SkyTruth
- Formation: 2001
- Founder: John Amos
- Type: Nonprofit
- Legal status: Active
- Purpose: Conservation, environmental monitoring, transparency
- Headquarters: Shepherdstown, West Virginia, U.S.
- Region served: Global
- Official language: English
- Founder: John Amos
- Affiliations: Global Fishing Watch (co-founder)
- Website: skytruth.org

= SkyTruth =

Environmental organization

SkyTruth is a nonprofit environmental watchdog that uses satellite imagery and remote sensing data to identify and monitor threats to the planet's natural resources. Its stated mission is to "share the view from space to promote conservation for people and the planet." Areas of focus range from issues such as offshore drilling, oil spills, hydraulic fracturing, mountaintop removal mining, illegal fishing and habitat change detection. SkyTruth releases all of its imagery and data to researchers and the public for free with the goal of greater transparency to hold industries and governments accountable for environmental harm.

== History ==
SkyTruth was founded in 2001 by John Amos, a geologist working in the private sector who became concerned with humankind's growing impact on the planet. Amos spoke with advocates in various environmental groups to discuss their communication needs and resource limitations and found a niche in providing analysis of satellite and aerial imagery to non-governmental organizations (NGOs), environmental advocates, academic researchers, and government resource managers. Early SkyTruth projects included mapping the landscape impact of natural gas drilling in the Rocky Mountains, revealing commercial fishing vessel activity on the outskirts of marine protected areas, and showing the growing environmental impact of strip mining for coal and other minerals throughout the United States.

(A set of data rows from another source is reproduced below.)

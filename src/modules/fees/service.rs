use anyhow::anyhow;
use edudesk_core::{AppError, PaginationMeta};
use edudesk_models::fees::{
    CreateFeeDto, FeeBreakdown, FeeDetails, FeeError, FeeFilterParams, FeeItem, FeeItemInput,
    FeePreviewDto, FeeRecord, FeeSummary, PaginatedFeesResponse, UpdateFeeDto,
};
use edudesk_models::ids::FeeId;
use edudesk_models::payments::Payment;
use sqlx::{PgConnection, PgPool};
use tracing::instrument;

use crate::utils::{SqlFilters, map_db_error};

pub(crate) const FEE_SELECT: &str = r#"SELECT
        f.id, f.student_id, f.title, f.academic_term, f.subtotal, f.discount, f.total,
        f.paid_amount, f.due_date,
        (s.first_name || ' ' || s.last_name) AS student_name,
        f.created_at, f.updated_at
    FROM fees f
    JOIN students s ON s.id = f.student_id"#;

/// Maps fee arithmetic failures to `422`.
pub(crate) fn fee_error(err: FeeError) -> AppError {
    AppError::unprocessable(err)
}

pub struct FeeService;

impl FeeService {
    async fn insert_items(
        conn: &mut PgConnection,
        fee_id: FeeId,
        items: &[FeeItemInput],
    ) -> Result<(), AppError> {
        for (position, item) in items.iter().enumerate() {
            sqlx::query(
                "INSERT INTO fee_items (fee_id, name, amount, position) VALUES ($1, $2, $3, $4)",
            )
            .bind(fee_id)
            .bind(item.name.trim())
            .bind(item.amount.round_dp(2))
            .bind(position as i32)
            .execute(&mut *conn)
            .await
            .map_err(map_db_error)?;
        }
        Ok(())
    }

    /// Loads a fee and locks its row until the transaction ends.
    pub(crate) async fn lock_fee(
        conn: &mut PgConnection,
        id: FeeId,
    ) -> Result<FeeRecord, AppError> {
        let query = format!("{} WHERE f.id = $1 FOR UPDATE OF f", FEE_SELECT);
        sqlx::query_as::<_, FeeRecord>(&query)
            .bind(id)
            .fetch_optional(&mut *conn)
            .await?
            .ok_or_else(|| AppError::not_found(anyhow!("Fee not found")))
    }

    /// Stores the new paid amount of a locked fee.
    pub(crate) async fn set_paid_amount(
        conn: &mut PgConnection,
        id: FeeId,
        breakdown: &FeeBreakdown,
    ) -> Result<(), AppError> {
        sqlx::query("UPDATE fees SET paid_amount = $1, updated_at = NOW() WHERE id = $2")
            .bind(breakdown.paid)
            .bind(id)
            .execute(&mut *conn)
            .await
            .map_err(map_db_error)?;
        Ok(())
    }

    #[instrument(skip(db, dto), fields(student_id = %dto.student_id, items = dto.items.len()))]
    pub async fn create_fee(db: &PgPool, dto: CreateFeeDto) -> Result<FeeDetails, AppError> {
        let breakdown = dto.breakdown().map_err(fee_error)?;

        let mut tx = db.begin().await?;
        let id = sqlx::query_scalar::<_, FeeId>(
            r#"INSERT INTO fees (student_id, title, academic_term, subtotal, discount, total, due_date)
               VALUES ($1, $2, $3, $4, $5, $6, $7)
               RETURNING id"#,
        )
        .bind(dto.student_id)
        .bind(dto.title.trim())
        .bind(&dto.academic_term)
        .bind(breakdown.subtotal)
        .bind(breakdown.discount)
        .bind(breakdown.total)
        .bind(dto.due_date)
        .fetch_one(&mut *tx)
        .await
        .map_err(map_db_error)?;

        Self::insert_items(&mut tx, id, &dto.items).await?;
        tx.commit().await?;

        crate::metrics::track_fee_created(dto.items.len());
        Self::get_fee(db, id).await
    }

    #[instrument(skip(db))]
    pub async fn get_fees(
        db: &PgPool,
        filters: FeeFilterParams,
    ) -> Result<PaginatedFeesResponse, AppError> {
        let limit = filters.pagination.limit();
        let offset = filters.pagination.offset();

        let mut conditions = SqlFilters::new();
        conditions.eq_uuid("f.student_id", filters.student_id).search(
            &["f.title", "f.academic_term"],
            filters
                .search
                .as_deref()
                .map(edudesk_core::pagination::like_pattern),
        );
        if let Some(status) = filters.status {
            conditions.raw(status.sql_predicate());
        }
        let where_clause = conditions.where_sql();

        let count_query = format!("SELECT COUNT(*) FROM fees f{}", where_clause);
        let total = conditions
            .bind_scalar(sqlx::query_scalar::<_, i64>(&count_query))
            .fetch_one(db)
            .await?;

        let data_query = format!(
            "{}{} ORDER BY f.created_at DESC, f.id LIMIT {} OFFSET {}",
            FEE_SELECT, where_clause, limit, offset
        );
        let fees = conditions
            .bind_as(sqlx::query_as::<_, FeeRecord>(&data_query))
            .fetch_all(db)
            .await?;

        Ok(PaginatedFeesResponse {
            data: fees.into_iter().map(FeeSummary::from).collect(),
            meta: PaginationMeta::for_params(&filters.pagination, total),
        })
    }

    #[instrument(skip(db))]
    pub async fn get_fee_summary(db: &PgPool, id: FeeId) -> Result<FeeSummary, AppError> {
        let query = format!("{} WHERE f.id = $1", FEE_SELECT);
        let fee = sqlx::query_as::<_, FeeRecord>(&query)
            .bind(id)
            .fetch_optional(db)
            .await?
            .ok_or_else(|| AppError::not_found(anyhow!("Fee not found")))?;
        Ok(FeeSummary::from(fee))
    }

    /// The fee with its line items and payment history, newest payment first.
    #[instrument(skip(db))]
    pub async fn get_fee(db: &PgPool, id: FeeId) -> Result<FeeDetails, AppError> {
        let summary = Self::get_fee_summary(db, id).await?;

        let items = sqlx::query_as::<_, FeeItem>(
            "SELECT id, fee_id, name, amount, position FROM fee_items WHERE fee_id = $1 ORDER BY position",
        )
        .bind(id)
        .fetch_all(db)
        .await?;

        let payments = sqlx::query_as::<_, Payment>(
            r#"SELECT id, fee_id, amount, method, reference, note, paid_at, created_at
               FROM payments
               WHERE fee_id = $1
               ORDER BY paid_at DESC, created_at DESC"#,
        )
        .bind(id)
        .fetch_all(db)
        .await?;

        Ok(FeeDetails {
            summary,
            items,
            payments,
        })
    }

    /// Applies the patch; new items or discount recompute the totals against
    /// the amount already paid.
    #[instrument(skip(db, dto))]
    pub async fn update_fee(
        db: &PgPool,
        id: FeeId,
        dto: UpdateFeeDto,
    ) -> Result<FeeDetails, AppError> {
        let mut tx = db.begin().await?;
        let existing = Self::lock_fee(&mut tx, id).await?;

        let breakdown = if dto.changes_amounts() {
            let discount = dto.discount.unwrap_or(existing.discount);
            match &dto.items {
                Some(items) => FeeBreakdown::compute(
                    items.iter().map(|i| i.amount),
                    discount,
                    existing.paid_amount,
                ),
                None => FeeBreakdown::compute([existing.subtotal], discount, existing.paid_amount),
            }
            .map_err(fee_error)?
        } else {
            existing.breakdown().map_err(fee_error)?
        };

        if let Some(items) = &dto.items {
            sqlx::query("DELETE FROM fee_items WHERE fee_id = $1")
                .bind(id)
                .execute(&mut *tx)
                .await?;
            Self::insert_items(&mut tx, id, items).await?;
        }

        let academic_term = match dto.academic_term {
            Some(term) => term,
            None => existing.academic_term,
        };
        let due_date = match dto.due_date {
            Some(date) => date,
            None => existing.due_date,
        };

        sqlx::query(
            r#"UPDATE fees
               SET title = $1, academic_term = $2, subtotal = $3, discount = $4, total = $5,
                   due_date = $6, updated_at = NOW()
               WHERE id = $7"#,
        )
        .bind(dto.title.map(|s| s.trim().to_string()).unwrap_or(existing.title))
        .bind(academic_term)
        .bind(breakdown.subtotal)
        .bind(breakdown.discount)
        .bind(breakdown.total)
        .bind(due_date)
        .bind(id)
        .execute(&mut *tx)
        .await
        .map_err(map_db_error)?;

        tx.commit().await?;
        Self::get_fee(db, id).await
    }

    /// Removes the fee with its items and payments.
    #[instrument(skip(db))]
    pub async fn delete_fee(db: &PgPool, id: FeeId) -> Result<(), AppError> {
        let result = sqlx::query("DELETE FROM fees WHERE id = $1")
            .bind(id)
            .execute(db)
            .await?;

        if result.rows_affected() == 0 {
            return Err(AppError::not_found(anyhow!("Fee not found")));
        }
        Ok(())
    }

    pub fn preview_fee(dto: &FeePreviewDto) -> Result<FeeBreakdown, AppError> {
        dto.breakdown().map_err(fee_error)
    }
}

=== Deepwater Horizon disaster ===
In April 2010, the offshore oil drilling rig Deepwater Horizon, operated by BP P.L.C., exploded in the Gulf of Mexico and triggered the largest accidental oil spill in history. In cooperation with Florida State University, SkyTruth estimated the amount of oil flow from the damaged well using satellite imagery and determined, based on conservative estimates using the visible surface slick, that the flow of oil was between 5 and 25 times greater than BP reported. SkyTruth was the first organization to challenge BP's claims, and continued to monitor and document flow from the well until it was successfully sealed.

== Selected Projects ==

=== FrackFinder ===
SkyTruth's FrackFinder project utilizes public crowd sourcing to map fracking operations on the Marcellus and Utica Shale formations. SkyTruth has mapped out fracking well pads and retainment ponds in Pennsylvania, Ohio, and West Virginia, with further plans to quantify the total impact halos of fracking operations underway. FrackFinder data is publicly available through GitHub. Researchers at Johns Hopkins University used SkyTruth's FrackFinder data to link hydraulic fracturing activity to premature birth, high risk pregnancies, migraines, fatigue, and chronic nasal and sinus symptoms.

=== Global Fishing Watch ===
On September 16, 2015, SkyTruth, in partnership with Google and Oceana, launched Global Fishing Watch. Global Fishing Watch continuously publicizes the locations of hundreds of thousands of vessels via their onboard Automatic Identification Systems so that users can individually track vessels through exclusive economic zones, marine protected areas, and other features. SkyTruth and it partners launched Global Fishing Watch as an independent nonprofit in 2017. It has been used by governments, such as that of Kiribati in 2016, to crack down on illegal fishing and fishing in protected waters.

=== Mountaintop Removal Mining ===
SkyTruth collected data for their initial mountain top removal survey in a partnership with Appalachian Voices, to map the location and growth of mountain top removal (MTR) mines over a 30-year period. It updates data on the extent of mountaintop mining in Central Appalachia annually, and is now monitoring reclamation and revegetation of mined sites as well as coordinating with partners to document the environmental and public health impacts of mountaintop mining]].

=== Oil Spill Monitoring ===
SkyTruth continuously monitors oil spill activity, investigating United States Coast Guard National Response Center reports and calculating estimates of spill volume from confirmed surface slicks. SkyTruth monitors the chronic leak from Taylor Energy site 23501.

=== Oil Pollution from Vessels: Cerulean ===
SkyTruth has developed a machine learning model called Cerulean that scans thousands of satellite images a day to identify oil slicks at sea and link slicks with vessel traffic to identify likely polluters. These slicks typically result from illegal bilge dumping, in which vessels release oily bilge water into marine waters offshore. This model will soon allow law enforcement, local communities, and others to hold polluters accountable for this routine, but illegal activity.

=== Conservation Vision ===
SkyTruth is developing a machine learning and cloud computing initiative known as Conversation Vision to address a range of environmental challenges. The initiative uses satellite imagery and large geospatial datasets, supported by advances in satellite data availability and cloud-based computing, to monitor and analyze environmental change.